** Opening Entries supplied block **
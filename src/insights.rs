use crate::models::{DailyScreenTime, ScreenTimeCategory};

#[derive(Debug, Clone, PartialEq, Eq)]
pub struct Insight {
    pub suggestion: &'static str,
    pub affirmation: &'static str,
}

pub fn minutes_in(data: &DailyScreenTime, category: ScreenTimeCategory) -> f64 {
    data.entries
        .iter()
        .filter(|entry| entry.category == category)
        .map(|entry| entry.minutes)
        .sum()
}

/// First matching rule wins.
pub fn daily_insight(data: &DailyScreenTime) -> Insight {
    let total = data.total_minutes;
    let leisure = minutes_in(data, ScreenTimeCategory::Social)
        + minutes_in(data, ScreenTimeCategory::Entertainment);
    let productive = minutes_in(data, ScreenTimeCategory::Productivity);

    if leisure > 0.6 * total || leisure > 90.0 {
        return Insight {
            suggestion: "Consider a short break from social and entertainment apps.",
            affirmation: "Small steps lead to big changes.",
        };
    }
    if productive < 30.0 && total > 60.0 {
        return Insight {
            suggestion: "Block 30 minutes for focused work today.",
            affirmation: "You have time for what matters.",
        };
    }
    if total > 240.0 {
        return Insight {
            suggestion: "You've been on screen a lot today. A short walk could help.",
            affirmation: "Rest is part of progress.",
        };
    }
    Insight {
        suggestion: "Keep a healthy balance of focus and breaks today.",
        affirmation: "You are making progress.",
    }
}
** Closing Entries supplied block **
Task -> Give each line of the records above again, unchanged.

Exercise solution ->
filename src/insights.rs
use crate::models::{DailyScreenTime, ScreenTimeCategory};

#[derive(Debug, Clone, PartialEq, Eq)]
pub struct Insight {
    pub suggestion: &'static str,
    pub affirmation: &'static str,
}

pub fn minutes_in(data: &DailyScreenTime, category: ScreenTimeCategory) -> f64 {
    data.entries
        .iter()
        .filter(|entry| entry.category == category)
        .map(|entry| entry.minutes)
        .sum()
}

/// First matching rule wins.
pub fn daily_insight(data: &DailyScreenTime) -> Insight {
    let total = data.total_minutes;
    let leisure = minutes_in(data, ScreenTimeCategory::Social)
        + minutes_in(data, ScreenTimeCategory::Entertainment);
    let productive = minutes_in(data, ScreenTimeCategory::Productivity);

    if leisure > 0.6 * total || leisure > 90.0 {
        return Insight {
            suggestion: "Consider a short break from social and entertainment apps.",
            affirmation: "Small steps lead to big changes.",
        };
    }
    if productive < 30.0 && total > 60.0 {
        return Insight {
            suggestion: "Block 30 minutes for focused work today.",
            affirmation: "You have time for what matters.",
        };
    }
    if total > 240.0 {
        return Insight {
            suggestion: "You've been on screen a lot today. A short walk could help.",
            affirmation: "Rest is part of progress.",
        };
    }
    Insight {
        suggestion: "Keep a healthy balance of focus and breaks today.",
        affirmation: "You are making progress.",
    }
}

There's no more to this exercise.